Meta Pauses 1.6M SF Willow Village in Menlo Park

Meta halted its 1.6M SF Willow Village project in Menlo Park as weaker office demand reshapes Bay Area development.
Meta halted its 1.6M SF Willow Village project in Menlo Park as weaker office demand reshapes Bay Area development.
  • Meta affiliate Peninsula Innovation Partners paused the 1.6M SF Willow Village mixed-use project planned near the company’s Menlo Park headquarters.
  • The development would have added office, retail, housing, hospitality, and transit infrastructure across a 56-acre redevelopment site.
  • The decision underscores how major tech firms continue reevaluating large-scale office projects as AI spending rises and workspace demand contracts.
Key Takeaways

Meta has officially shelved plans for Willow Village, a 1.6M SF mixed-use development proposed next to the company’s Menlo Park headquarters, reports Bisnow. Peninsula Innovation Partners, a Meta affiliate overseeing the project, said changing market conditions and reduced tenant space requirements made the project infeasible in its current form.

The project would have transformed the aging Menlo Science and Technology Park into one of the Bay Area’s largest mixed-use developments tied to a single tech employer. Meta acquired the 56-acre site at 1350-1390 Willow Road from Prologis in 2015 as part of its broader campus expansion strategy.

A Long-Planned Menlo Park Expansion

Meta spent years advancing Willow Village through entitlements and community negotiations. Plans called for up to 1.25M SF of office space, 200K SF of retail, 1,730 multifamily units, and a 193-room hotel. The proposal also included 312 income- or age-restricted housing units and a 3.5-acre public park.
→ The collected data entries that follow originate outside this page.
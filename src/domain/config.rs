use std::path::Path;

use serde::{Deserialize, Serialize};

/// Configuration for reading the standard.
///
/// This struct holds settings that control how rows are decoded and how
/// strictly the hierarchy is assembled.
#[derive(Debug, Clone, PartialEq, Eq, Serialize, Deserialize)]
#[serde(from = "Versions", into = "Versions")]
pub struct Config {
    /// The glyph that marks a requirement as applying to a level.
    ///
    /// Any other value in a level column, including a blank cell, means the
    /// level does not apply.
    level_marker: String,

    /// The field delimiter of the CSV source.
    delimiter: char,

    /// Whether a row may return to a section seen earlier.
    ///
    /// When `false` (default): requirements of a section must be contiguous.
    ///   A row naming a previously seen section that is not the current one
    ///   is rejected.
    ///
    /// When `true`: such a row re-selects the earlier section and the
    ///   requirement is attached to it.
    pub allow_interleaved_sections: bool,
}

impl Default for Config {
    fn default() -> Self {
        Self {
            level_marker: default_level_marker(),
            delimiter: default_delimiter(),
            allow_interleaved_sections: false,
        }
    }
}

impl Config {
    /// Loads the configuration from a TOML file at the given path.
    ///
    /// # Errors
    ///
    /// Returns an error if the file cannot be read or if the TOML content is
    /// invalid.
    pub fn load(path: &Path) -> Result<Self, String> {
        let content = std::fs::read_to_string(path)
            .map_err(|e| format!("Failed to read config file: {e}"))?;
        toml::from_str(&content).map_err(|e| format!("Failed to parse config file: {e}"))
    }

    /// Saves the configuration to a TOML file at the given path.
    ///
    /// # Errors
    ///
    /// Returns an error if the configuration cannot be serialized to TOML or if
    /// the file cannot be written.
    pub fn save(&self, path: &Path) -> Result<(), String> {
        let content =
            toml::to_string_pretty(self).map_err(|e| format!("Failed to serialize config: {e}"))?;
        std::fs::write(path, content).map_err(|e| format!("Failed to write config file: {e}"))
    }

    /// Returns the glyph that marks a level as applicable.
    #[must_use]
    pub fn level_marker(&self) -> &str {
        &self.level_marker
    }

    /// Sets the level marker glyph.
    pub fn set_level_marker(&mut self, marker: impl Into<String>) {
        self.level_marker = marker.into();
    }

    /// Returns the CSV field delimiter.
    #[must_use]
    pub const fn delimiter(&self) -> char {
        self.delimiter
    }

    /// Sets the CSV field delimiter.
    ///
    /// Returns `false`, leaving the delimiter unchanged, if `delimiter` is not
    /// a single-byte ASCII character.
    pub const fn set_delimiter(&mut self, delimiter: char) -> bool {
        if delimiter.is_ascii() {
            self.delimiter = delimiter;
            true
        } else {
            false
        }
    }
}

fn default_level_marker() -> String {
    "✓".to_string()
}

const fn default_delimiter() -> char {
    ','
}

/// The serialized versions of the configuration.
/// This allows for future changes to the configuration format and to the domain
/// type without breaking compatibility.
#[derive(Debug, Serialize, Deserialize)]
#[serde(tag = "_version")]
enum Versions {
    #[serde(rename = "1")]
    V1 {
        #[serde(default = "default_level_marker")]
        level_marker: String,

        /// Must be ASCII; anything else falls back to the default.
        #[serde(default = "default_delimiter")]
        delimiter: char,

        #[serde(default)]
        allow_interleaved_sections: bool,
    },
}

impl From<Versions> for Config {
    fn from(versions: Versions) -> Self {
        match versions {
            Versions::V1 {
                level_marker,
                delimiter,
                allow_interleaved_sections,
            } => Self {
                level_marker,
                delimiter: if delimiter.is_ascii() {
                    delimiter
                } else {
                    tracing::warn!("ignoring non-ASCII delimiter {delimiter:?}");
                    default_delimiter()
                },
                allow_interleaved_sections,
            },
        }
    }
}

impl From<Config> for Versions {
    fn from(config: Config) -> Self {
        Self::V1 {
            level_marker: config.level_marker,
            delimiter: config.delimiter,
            allow_interleaved_sections: config.allow_interleaved_sections,
        }
    }
}

#[cfg(test)]
mod tests {
    use std::io::Write;

    use super::*;

    #[test]
    fn load_reads_valid_file() {
        let mut file = tempfile::NamedTempFile::new().unwrap();
        file.write_all(
            "_version = \"1\"\nlevel_marker = \"X\"\ndelimiter = \";\"\nallow_interleaved_sections = true\n"
                .as_bytes(),
        )
        .unwrap();

        let config = Config::load(file.path()).unwrap();

        assert_eq!(config.level_marker(), "X");
        assert_eq!(config.delimiter(), ';');
        assert!(config.allow_interleaved_sections);
    }

    #[test]
    fn load_missing_file_returns_error() {
        let tmp = tempfile::tempdir().unwrap();
        let missing = tmp.path().join("missing.toml");

        let error = Config::load(&missing).unwrap_err();
        assert!(error.starts_with("Failed to read config file:"));
    }

    #[test]
    fn load_invalid_toml_returns_error() {
        let mut file = tempfile::NamedTempFile::new().unwrap();
        file.write_all(b"_version = \"1\"\nallow_interleaved_sections = \"yes\"\n")
            .unwrap();

        let error = Config::load(file.path()).unwrap_err();
        assert!(error.starts_with("Failed to parse config file:"));
    }

    #[test]
    fn empty_file_returns_default() {
        let expected = Config::default();
        let actual: Config = toml::from_str(r#"_version = "1""#).unwrap();
        assert_eq!(actual, expected);
        assert_eq!(actual.level_marker(), "✓");
    }

    #[test]
    fn non_ascii_delimiter_falls_back_to_default() {
        let actual: Config = toml::from_str("_version = \"1\"\ndelimiter = \"→\"\n").unwrap();
        assert_eq!(actual.delimiter(), ',');

        let mut config = Config::default();
        assert!(!config.set_delimiter('→'));
        assert!(config.set_delimiter('\t'));
        assert_eq!(config.delimiter(), '\t');
    }

    #[test]
    fn save_round_trips() {
        let tmp = tempfile::tempdir().unwrap();
        let path = tmp.path().join("asvs.toml");

        let mut config = Config::default();
        config.set_level_marker("Y");
        config.allow_interleaved_sections = true;
        config.save(&path).unwrap();

        assert_eq!(Config::load(&path).unwrap(), config);
    }
}
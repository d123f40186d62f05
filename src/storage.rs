mod reader;

pub use reader::{LoadError, Rows, load, read};
//! Command-line access to the OWASP Application Security Verification
//! Standard.

use clap::Parser;

mod cli;

fn main() -> anyhow::Result<()> {
    cli::Cli::parse().run()
}
//! Domain model of the standard.
//!
//! This module contains the entity types (chapters, sections and
//! requirements), their identifier tokens, and the assembler that builds the
//! hierarchy from flat rows.

mod assembler;
pub use assembler::{Assembler, BuildError};

mod chapter;
pub use chapter::Chapter;

mod config;
pub use config::Config;

/// Identifier tokens and their parsing.
pub mod identifier;
pub use identifier::{ChapterId, Error as IdentifierError, RequirementId, SectionId};

mod level;
pub use level::{InvalidLevelError, Level, Levels};

mod requirement;
pub use requirement::Requirement;

mod row;
pub use row::{Field, MissingFieldError, RawRow};

mod section;
pub use section::Section;

mod standard;
pub use standard::{AncestorError, ChapterIndex, SectionIndex, Standard};

mod view;
pub use view::{RequirementView, SectionView};
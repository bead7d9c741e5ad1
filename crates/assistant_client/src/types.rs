use std::path::PathBuf;

use serde::{Deserialize, Serialize};
use thiserror::Error;

/// Body of `GET /status`.
#[derive(Debug, Clone, PartialEq, Eq, Deserialize)]
pub struct StatusReport {
    pub status: String,
    #[serde(default)]
    pub index_exists: bool,
}

/// A file to send in an upload, read from `path` when the request is built.
#[derive(Debug, Clone, PartialEq, Eq)]
pub struct UploadSource {
    pub name: String,
    pub path: PathBuf,
}

#[derive(Debug, Clone, PartialEq, Eq)]
pub enum ClientEvent {
    Status(Result<StatusReport, ClientError>),
    FilesUploaded(Result<Option<String>, ClientError>),
    UrlIngested(Result<Option<String>, ClientError>),
    Answered(Result<String, ClientError>),
    IndexCleared(Result<Option<String>, ClientError>),
}

#[derive(Debug, Clone, PartialEq, Eq, Error)]
pub enum ClientError {
    #[error("request timed out")]
    Timeout,
    #[error("transport error: {0}")]
    Transport(String),
    #[error("backend returned status {code}")]
    Status { code: u16, detail: Option<String> },
    #[error("malformed response: {0}")]
    Decode(String),
    #[error("cannot read {path}: {message}")]
    ReadFile { path: String, message: String },
}

impl ClientError {
    /// Text worth showing to the user, if the failure carries any.
    pub fn user_detail(&self) -> Option<String> {
        match self {
            ClientError::Status { detail, .. } => detail.clone(),
            ClientError::ReadFile { .. } => Some(self.to_string()),
            ClientError::Timeout | ClientError::Transport(_) | ClientError::Decode(_) => None,
        }
    }
}

#[derive(Debug, Deserialize)]
pub(crate) struct MessageResponse {
    #[serde(default)]
    pub message: Option<String>,
}

#[derive(Debug, Deserialize)]
pub(crate) struct AnswerResponse {
    pub answer: String,
    #[serde(default)]
    pub sources: Vec<serde_json::Value>,
}

/// Error body. `detail` is usually a string but validation errors send a list.
#[derive(Debug, Deserialize)]
pub(crate) struct ErrorBody {
    #[serde(default)]
    pub detail: Option<serde_json::Value>,
}

#[derive(Debug, Serialize)]
pub(crate) struct UrlRequest<'a> {
    pub url: &'a str,
}

#[derive(Debug, Serialize)]
pub(crate) struct QuestionRequest<'a> {
    pub query: &'a str,
}
#![allow(dead_code)]

use std::sync::Once;

use assistant_core::{update, AppState, BackendStatus, Effect, FileDescriptor, Msg};

pub fn init_logging() {
    static INIT: Once = Once::new();
    INIT.call_once(assistant_logging::initialize_for_tests);
}

pub fn file(name: &str, size: u64) -> FileDescriptor {
    FileDescriptor::new(name, size, format!("/data/{name}"))
}

/// Applies messages in order and returns the final state with every effect.
pub fn apply(state: AppState, msgs: impl IntoIterator<Item = Msg>) -> (AppState, Vec<Effect>) {
    msgs.into_iter()
        .fold((state, Vec::new()), |(state, mut effects), msg| {
            let (state, new_effects) = update(state, msg);
            effects.extend(new_effects);
            (state, effects)
        })
}

pub fn ready_state() -> AppState {
    let (mut state, _) = update(AppState::new(), Msg::StatusRefreshed(BackendStatus::ready()));
    state.consume_dirty();
    state
}

pub fn ask(state: AppState, question: &str) -> (AppState, Vec<Effect>) {
    apply(
        state,
        [Msg::QuestionInputChanged(question.to_string()), Msg::AskClicked],
    )
}

pub fn has_request(effects: &[Effect]) -> bool {
    effects.iter().any(|effect| {
        matches!(
            effect,
            Effect::UploadFiles { .. }
                | Effect::IngestUrl { .. }
                | Effect::AskQuestion { .. }
                | Effect::ClearIndex
        )
    })
}
use std::path::PathBuf;

/// Which kind of source the user is about to submit for indexing.
#[derive(Debug, Clone, Copy, PartialEq, Eq, Default)]
pub enum Mode {
    #[default]
    File,
    Url,
}

/// One picked file: display name, size in bytes and where to read it from.
#[derive(Debug, Clone, PartialEq, Eq)]
pub struct FileDescriptor {
    pub name: String,
    pub size: u64,
    pub path: PathBuf,
}

impl FileDescriptor {
    pub fn new(name: impl Into<String>, size: u64, path: impl Into<PathBuf>) -> Self {
        Self {
            name: name.into(),
            size,
            path: path.into(),
        }
    }
}

/// Ingestion selector: the active mode plus the input retained for each mode.
///
/// Switching modes keeps the other mode's input so the user can switch back.
#[derive(Debug, Clone, PartialEq, Eq, Default)]
pub struct Ingestion {
    mode: Mode,
    files: Vec<FileDescriptor>,
    url_input: String,
}

impl Ingestion {
    pub fn mode(&self) -> Mode {
        self.mode
    }

    pub fn files(&self) -> &[FileDescriptor] {
        &self.files
    }

    pub fn url_input(&self) -> &str {
        &self.url_input
    }

    pub(crate) fn set_mode(&mut self, mode: Mode) -> bool {
        let changed = self.mode != mode;
        self.mode = mode;
        changed
    }

    pub(crate) fn select_files(&mut self, files: Vec<FileDescriptor>) {
        self.files = files;
    }

    /// Removes the file at `index`. Returns `None` when out of range, otherwise
    /// whether the selection is now empty (the picker must be reset).
    pub(crate) fn remove_file(&mut self, index: usize) -> Option<bool> {
        if index >= self.files.len() {
            return None;
        }
        self.files.remove(index);
        Some(self.files.is_empty())
    }

    pub(crate) fn clear_files(&mut self) {
        self.files.clear();
    }

    pub(crate) fn set_url_input(&mut self, text: String) {
        self.url_input = text;
    }

    /// The URL as it would be submitted, or `None` when blank.
    pub(crate) fn submittable_url(&self) -> Option<String> {
        let trimmed = self.url_input.trim();
        (!trimmed.is_empty()).then(|| trimmed.to_string())
    }

    pub(crate) fn clear_url(&mut self) {
        self.url_input.clear();
    }
}
/// Readiness of the remote index.
#[derive(Debug, Clone, Copy, PartialEq, Eq, Default)]
pub enum Readiness {
    #[default]
    Unknown,
    NoDocuments,
    Ready,
}

/// Last known backend status.
#[derive(Debug, Clone, Copy, PartialEq, Eq, Default)]
pub struct BackendStatus {
    pub readiness: Readiness,
    pub index_exists: bool,
}

impl BackendStatus {
    pub fn ready() -> Self {
        Self {
            readiness: Readiness::Ready,
            index_exists: true,
        }
    }

    /// State right after the index has been wiped.
    pub fn no_documents() -> Self {
        Self {
            readiness: Readiness::NoDocuments,
            index_exists: false,
        }
    }

    pub fn is_ready(&self) -> bool {
        self.readiness == Readiness::Ready
    }
}
//! Assistant core: the session controller as a pure state machine.
//!
//! Hosts feed [`Msg`]s into [`update`], run the returned [`Effect`]s, and feed
//! each effect's completion back in as another message.
mod conversation;
mod effect;
mod ingestion;
mod msg;
mod notification;
mod state;
mod status;
mod task_lock;
mod update;
mod view_model;

pub use conversation::{Checkpoint, Conversation, Role, Turn};
pub use effect::Effect;
pub use ingestion::{FileDescriptor, Ingestion, Mode};
pub use msg::{BackendFailure, Msg};
pub use notification::{
    Notification, NotificationCenter, NotificationId, Severity, NOTIFICATION_LIFETIME,
};
pub use state::AppState;
pub use status::{BackendStatus, Readiness};
pub use task_lock::{Operation, TaskLock};
pub use update::update;
pub use view_model::{AppViewModel, FileRowView};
One of the project’s more ambitious infrastructure components was an underground tunnel connecting Willow Village to Meta’s east and west campuses. The tunnel would have accommodated pedestrians, cyclists, and shuttle trams moving between the properties.

The Details

Peninsula Innovation Partners said the current market no longer supports a development of Willow Village’s scale. Spokesperson Adam Alberti said the company reached the decision after evaluating shifting space needs and broader real estate conditions.

Despite the pause, the project’s development agreement with the city of Menlo Park remains active. City officials said they plan to review Meta’s compliance obligations during a May 18 planning commission meeting.

The move follows broader belt-tightening across Meta’s operations. According to The Wall Street Journal, Meta announced April 23 that it would reduce its workforce by roughly 10%, or about 8,000 jobs, while increasing investments in artificial intelligence infrastructure and development.

Bay Area Office Demand Resets

Meta’s decision adds to a growing list of Bay Area office projects delayed, downsized, or reworked since the pandemic-era shift toward hybrid work. Large tech employers across Silicon Valley have reassessed long-term office footprints as utilization rates remain uneven and leasing demand weakens.

The scale of Willow Village made it particularly notable. According to The Mercury News, Meta previously projected the completed project could support nearly 7,000 employees. That level of anticipated occupancy reflected pre-2020 assumptions about office growth that many tech companies no longer share.

At the same time, multifamily and mixed-use projects tied heavily to single corporate users face additional scrutiny from lenders and municipalities concerned about long-term demand stability.

Why It Matters

The pause highlights how even cash-rich tech companies are becoming more selective about large-scale commercial real estate investments. Meta continues pouring billions into AI infrastructure, including a planned $60B push into global data center expansion, but those investments are increasingly directed toward computing capacity rather than traditional office growth.

For Menlo Park, the delay creates uncertainty around a project expected to deliver housing, retail activity, and public infrastructure improvements. The development also represented a major adaptive reuse opportunity for an aging office park in a market still struggling with elevated vacancy and slower leasing velocity.

According to CBRE’s Q1 2026 Silicon Valley office report, availability across the region remains well above pre-pandemic norms as tenants continue consolidating space.

What’s Next

Meta and Menlo Park officials will now determine whether Willow Village remains viable in a modified form or faces a longer-term suspension. City leaders are expected to continue evaluating the project’s entitlement status and development obligations in the coming months.

The broader question for the Bay Area office market is whether large tech-driven mixed-use developments can still pencil without major adjustments to density, use mix, or financing assumptions. Projects conceived during Silicon Valley’s expansion boom are increasingly being forced to adapt to a very different demand environment.